Wheels Fall Off A Few Deals At Macbank
Sydney Morning Herald
Thursday March 18, 2004
Ah, but Christine Lacy finds the bank sells spare parts too.
Bonus cheques at the likes of UBS and the Thundering Herd may be long banked (or spent) but down Martin Place you can carve the air with a knife.
The Millionaires Factory is just days away from balancing its books for year's end. Won't be long, then, before Alan Moss sends the fatted calf to the abattoir for dishing out to the masses.
But it might not be the free run to the line some hoped for. They say these things come in threes and in equity capital markets they must be counting on their fingers hoping that's all there is. Alinta must be doing the same.
It all started last week with the sale of 30 million PBL shares for Colonial. The ``all or nothing" book-build on the 4.5 per cent stake eventually got away but at the lower end of the $11.90 to $12.10 range and rumours raged that the broker picked up a shortfall before then steadily flogging the overhang into a falling market. Not pretty, but we reckon the fee outweighed any loss.
Next day the MacBankers were active again trying to find a home for Alinta's problem child, a 66 per cent stake in Uecomm. At 33c a share there were few takers. Such a classy asset, too.
Macquarie corporate was forced to admit that ``after testing the market" the stake would be retained ``for the current time".
Problem with gas
Offered an opportunity for redemption, into the market Macquarie dived again, trying to rustle up interest in a placement of 29 million Alinta shares.
But all the MacBankers could manage was a price at the tail end of the $6.75 to $7.10 range, an effective 12 per cent discount to the price at which Alinta stock was suspended ahead of itsannouncement.
Still, they raised $195.8 million.
By yesterday, Alinta was down to $6.65 and may be none too happy. But there's upside for the bank in its role also as underwriter to the upcoming $465 million renounceable rights issue to further fund the Duke buy.
Those shares will go at $5.50, now representing a 17 per cent discount to the prevailing share price compared with a very deep near-30 per cent just before the stock was suspended.
As far as we can see, that greatly (and very conveniently) reduces the bank's exposure to any shortfall from the exercise.
In the world of gas, we think that all adds up to a brewing silent-but-deadly.
I'm off to lunch
Macquarie's Moss, rather than overseeing his fast-pedalling troops from his lofty office atop the Westin, was yesterday lunching with the powerful at the newly tricked-up Wentworth.
It was a star-studded audience at the hotel to hear the gospel according to Gonski.
Only missing was Aristocrat's John Lame Ducker, who couldn't get his head out of the sand for Gonski's speech.
There was well-paid boss of EnergyAustralia Paul Broad, a one-time PowerTel director, along with TAB and Telstra director Belinda Hutchinson and SBS director Carla Zampatti.
In a tight 15-minute number, Gonski spoke of the independence of a chairman and how they should resist the temptation to act as a de facto boss.

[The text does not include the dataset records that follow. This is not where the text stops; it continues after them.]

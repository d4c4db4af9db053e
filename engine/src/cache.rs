//! Triple/value cache.
//!
//! Maps each normalized check to its verdict and to every call site that asked
//! for it. The first request for a key is authoritative and goes to the
//! reasoner; every later request only appends an occurrence.

use std::collections::btree_map::Entry;
use std::collections::BTreeMap;

use parking_lot::Mutex;
use serde::Serialize;

use crate::request::{CacheKey, Occurrence};

/// Verification status of a cache entry.
#[derive(Debug, Clone, Copy, PartialEq, Eq, Serialize)]
#[serde(rename_all = "snake_case")]
pub enum CheckStatus {
    /// Not (yet) found inconsistent. Also the final state of passed and timed-out checks.
    Pending,
    /// The relation contradicts the schema.
    RelationViolation,
    /// The data value contradicts a property constraint.
    ConstraintViolation,
}

impl CheckStatus {
    /// Numeric status code: `0`, `-1` or `-2`.
    #[must_use]
    pub fn code(self) -> i8 {
        match self {
            CheckStatus::Pending => 0,
            CheckStatus::RelationViolation => -1,
            CheckStatus::ConstraintViolation => -2,
        }
    }

    /// Returns true for either violation status.
    #[must_use]
    pub fn is_violation(self) -> bool {
        self != CheckStatus::Pending
    }
}

/// Verdict and call sites of one normalized check.
#[derive(Debug, Clone, PartialEq, Eq, Serialize)]
pub struct CacheEntry {
    /// Current verdict.
    pub status: CheckStatus,
    /// One record per request, in arrival order.
    pub occurrences: Vec<Occurrence>,
}

/// Result of recording a request in the cache.
#[derive(Debug, Clone, PartialEq, Eq)]
pub enum Lookup {
    /// The key was new; the caller must run the verification.
    First,
    /// The key was already known; only the occurrence was appended.
    Duplicate {
        /// Occurrence count after appending.
        occurrences: usize,
        /// Verdict known so far.
        status: CheckStatus,
    },
}

/// Concurrent cache keyed by normalized check.
///
/// Iteration order is the key order, so reports are deterministic.
#[derive(Debug, Default)]
pub struct TripleCache {
    entries: Mutex<BTreeMap<CacheKey, CacheEntry>>,
}

impl TripleCache {
    /// Creates an empty cache.
    #[must_use]
    pub fn new() -> Self {
        Self::default()
    }

    /// Records one request for `key`. Insert-or-append is atomic.
    pub fn record(&self, key: CacheKey, occurrence: Occurrence) -> Lookup {
        match self.entries.lock().entry(key) {
            Entry::Occupied(mut slot) => {
                let entry = slot.get_mut();
                entry.occurrences.push(occurrence);
                Lookup::Duplicate {
                    occurrences: entry.occurrences.len(),
                    status: entry.status,
                }
            }
            Entry::Vacant(slot) => {
                slot.insert(CacheEntry {
                    status: CheckStatus::Pending,
                    occurrences: vec![occurrence],
                });
                Lookup::First
            }
        }
    }

    /// Sets the verdict for `key`. Returns the first occurrence, if the key exists.
    pub fn mark(&self, key: &CacheKey, status: CheckStatus) -> Option<Occurrence> {
        let mut entries = self.entries.lock();
        let entry = entries.get_mut(key)?;
        entry.status = status;
        entry.occurrences.first().cloned()
    }

    /// Drops the entry for `key` so that the next request for it is a first request again.
    ///
    /// Used when the check never reached a reasoner. Returns the dropped entry.
    pub fn forget(&self, key: &CacheKey) -> Option<CacheEntry> {
        self.entries.lock().remove(key)
    }

    /// Current verdict of `key`.
    #[must_use]
    pub fn status(&self, key: &CacheKey) -> Option<CheckStatus> {
        self.entries.lock().get(key).map(|e| e.status)
    }

    /// Copy of the entry for `key`.
    #[must_use]
    pub fn entry(&self, key: &CacheKey) -> Option<CacheEntry> {
        self.entries.lock().get(key).cloned()
    }

    /// Number of distinct keys.
    #[must_use]
    pub fn len(&self) -> usize {
        self.entries.lock().len()
    }

    /// Returns true if nothing was recorded.
    #[must_use]
    pub fn is_empty(&self) -> bool {
        self.entries.lock().is_empty()
    }

    /// Consistent copy of every entry, in key order.
    #[must_use]
    pub fn snapshot(&self) -> Vec<(CacheKey, CacheEntry)> {
        self.entries
            .lock()
            .iter()
            .map(|(k, v)| (k.clone(), v.clone()))
            .collect()
    }
}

In a room not surprisingly packed with Coca-Cola Amatil and ANZ executives and a host of Freehills partners, there was even a spray at the idea of a lead director, which Gonski said only highlighted an ineffectual chair.
Anyone listening at NAB?
Me, me, it was me
We're definitely of the mind that if you have a forum you should use it. Life's too short to hide your light under a bushel.
Macquarie Equities' New York media man David Gibson agrees.
In a report bearing yesterday's date and off the back of a briefing to analysts by Liberty boss and major News Corp shareholder John Malone the day before, Gibson was banging his drum for all to hear.
Leading off with a quote from Malone in which the media mogul admitted he may seek to swap assets with those of the Sun King using his voting stock as currency, Gibson was taking all the credit for the news-making comments.
It was the ``first admission" from Malone, Gibson reported to clients, of such strategic thinking.
And just who do you think asked the probing questions down the line? Why Gibson, of course, with the analyst modestly featuring in his morning note only the section of the call's transcript that included his quizzing on News.
It's bonus time, after all.
I'm going home
Not quite sure the marketing department of David Murray's Commonwealth Bank got quite what it bargained for when it commissioned a survey on what Joe Bloggs considers the accoutrements of success.
Seeking how to best flog platinum credit cards to the rich and influential, the creative types pulled together a ``wealth and status report" to show just what customers considered ``benchmarks of success".
Shame the sort of things the punters came up is the stuff neither money (nor American Express) can buy.
Almost a third of respondents said ``the great Australian dream" was finding the perfect balance between work and home, while almost half thought the ``new Aussie dream" was having ``happy and financially secure children". How refreshing.
Almost everyone said they admired someone with a ``balanced lifestyle" over a ``busy executive", while 85 per cent said a good relationship was more important than a successful career.